Murray to compete in first national games

By Michaela Kennedy

Teresa Murray is heading off to the National Special Olympics, to be held in Ames, Iowa, July 2-7. Photo by Michaela Kennedy Teresa Murray is heading off to the National Special Olympics, to be held in Ames, Iowa, July 2-7. Photo by Michaela Kennedy Islander Teresa Murray, 19, is one of Jamestown's own sports celebrities.

Murray will travel to Ames, Iowa, this weekend, for the firstever Special Olympics USA National Games. From July 2 to 7, Murray will compete and make friends with athletes from all over the country. If her winning smile and firm handshake are any indications of her abilities, Murray should return as a champion Olympian.

Ames will host 3,000 athletes from 50 states, and Murray will go as a member of the Rhode Island delegation of 39 athletes and 14 coaches. Murray plans to enter three events in Track and Field: the 800and 400-meter runs, and the running long jump. "It's my first national Special Olympics!" Murray exclaimed.

A 2005 graduate of North Kingstown High School, Murray said she has been involved in the Special Olympics for six years. Three years ago, when she was 16 years old, Murray flew to Dublin, Ireland, to participate in the 2003 Special Olympics World Summer Games. She played soccer, and her team secured fifth place. "It was my first trip abroad, and I went without my family, just the coach and teammates," Murray said. She claims an Irish heritage, which made the trip to Ireland extra special.

The international event sparked Murray's interest in more travel. "I want to go to England, and maybe Italy," she said. The global interaction has affected Murray in other ways, too, and she sees the value of intercultural communication. "I want to go to college. I want to study Spanish," she said.

For Murray, the most exciting part of the Special Olympics games is the exercise itself. "Exercising is a part of life. When I practice, I can see how improved I get," Murray said. She tries to make time to practice every day, in the mornings or in the afternoons, or whenever she can find free time. "The more you practice, the better you get," she added.

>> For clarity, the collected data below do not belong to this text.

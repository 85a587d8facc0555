//! In-memory key-value store

use async_trait::async_trait;
use std::collections::HashMap;
use std::sync::Arc;
use tokio::sync::RwLock;

use super::key_value::KeyValueStore;
use crate::Result;

/// Key-value store kept in a shared map
///
/// Clones share the same map, so a test can keep a handle and inspect what
/// the task store wrote.
#[derive(Clone, Default)]
pub struct MemoryKeyValueStore {
    entries: Arc<RwLock<HashMap<String, String>>>,
}

impl MemoryKeyValueStore {
    pub fn new() -> Self {
        Self::default()
    }

    /// Create a store pre-populated with the given entries
    pub fn with_entries<K, V>(entries: impl IntoIterator<Item = (K, V)>) -> Self
    where
        K: Into<String>,
        V: Into<String>,
    {
        let entries = entries
            .into_iter()
            .map(|(k, v)| (k.into(), v.into()))
            .collect();
        Self {
            entries: Arc::new(RwLock::new(entries)),
        }
    }
}

#[async_trait]
impl KeyValueStore for MemoryKeyValueStore {
    async fn get(&self, key: &str) -> Result<Option<String>> {
        let entries = self.entries.read().await;
        Ok(entries.get(key).cloned())
    }

    async fn set(&self, key: &str, value: &str) -> Result<()> {
        let mut entries = self.entries.write().await;
        entries.insert(key.to_string(), value.to_string());
        Ok(())
    }
}
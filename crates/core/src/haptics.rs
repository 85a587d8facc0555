//! Haptic feedback collaborators

use std::time::Duration;

/// Pulse length when a task is added
pub const ADD_PULSE: Duration = Duration::from_millis(400);

/// Pulse length when a task is checked or unchecked
pub const TOGGLE_PULSE: Duration = Duration::from_millis(200);

/// Best-effort vibration device
pub trait Haptics: Send + Sync {
    fn vibrate(&self, duration: Duration);
}

/// Haptics that do nothing
#[derive(Debug, Clone, Copy, Default)]
pub struct NoopHaptics;

impl Haptics for NoopHaptics {
    fn vibrate(&self, _duration: Duration) {}
}

/// Haptics that only log each pulse
#[derive(Debug, Clone, Copy, Default)]
pub struct TracingHaptics;

impl Haptics for TracingHaptics {
    fn vibrate(&self, duration: Duration) {
        tracing::debug!(?duration, "vibrate");
    }
}
//! Add and edit task forms

use thiserror::Error;
use todo_core::task::{NewTask, Task, TaskPatch, TaskStore};

/// Alert shown when a form is submitted without a title
pub const EMPTY_TITLE_ALERT: &str = "Por favor, insira um título para a tarefa.";

#[derive(Debug, Error)]
pub enum FormError {
    #[error("{alert}", alert = EMPTY_TITLE_ALERT)]
    EmptyTitle,

    #[error(transparent)]
    Store(#[from] todo_core::Error),
}

fn ensure_title(title: &str) -> Result<(), FormError> {
    if title.trim().is_empty() {
        return Err(FormError::EmptyTitle);
    }
    Ok(())
}

/// Form for creating a task
pub struct AddTaskForm {
    store: TaskStore,
    pub title: String,
    pub category: String,
}

impl AddTaskForm {
    pub fn new(store: TaskStore) -> Self {
        Self {
            store,
            title: String::new(),
            category: String::new(),
        }
    }

    /// Create the task; blank titles are rejected before the store is called
    pub async fn submit(&self) -> Result<Task, FormError> {
        ensure_title(&self.title)?;
        let input = NewTask::new(self.title.clone()).with_category(self.category.clone());
        Ok(self.store.add_task(input).await?)
    }
}

/// Form for editing a task, prefilled from the task
pub struct EditTaskForm {
    store: TaskStore,
    task_id: String,
    pub title: String,
    pub category: String,
}

impl EditTaskForm {
    pub fn new(store: TaskStore, task: &Task) -> Self {
        Self {
            store,
            task_id: task.id.clone(),
            title: task.title.clone(),
            category: task.category.clone(),
        }
    }

    pub fn task_id(&self) -> &str {
        &self.task_id
    }

    /// Save title and category
    ///
    /// Returns `Ok(None)` if the task was deleted while the form was open.
    pub async fn submit(&self) -> Result<Option<Task>, FormError> {
        ensure_title(&self.title)?;
        let patch = TaskPatch {
            title: Some(self.title.clone()),
            category: Some(self.category.clone()),
        };
        Ok(self.store.update_task(&self.task_id, patch).await?)
    }
}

Last Monday evening, she and her parents attended a "send-off" dinner for the Rhode Island athletes going to Iowa and their families. Murray's parents had a chance that night to see her with her friends and fellow Olympians before she gets on a plane again to go compete.

When asked what she most expects to get out of the national event, Murray responded with a big grin, "A whole lot of exercise." Murray praised the national and international games, saying, "They're great events to find friends."

Born and raised on the north end of the island, Murray keeps busy with sports, reading, and listening to music. She can be seen at McQuade's Marketplace, where she has worked for three years. Murray's profile can be found online at www.2006nationalgames.org.

Good luck and have great fun, Teresa.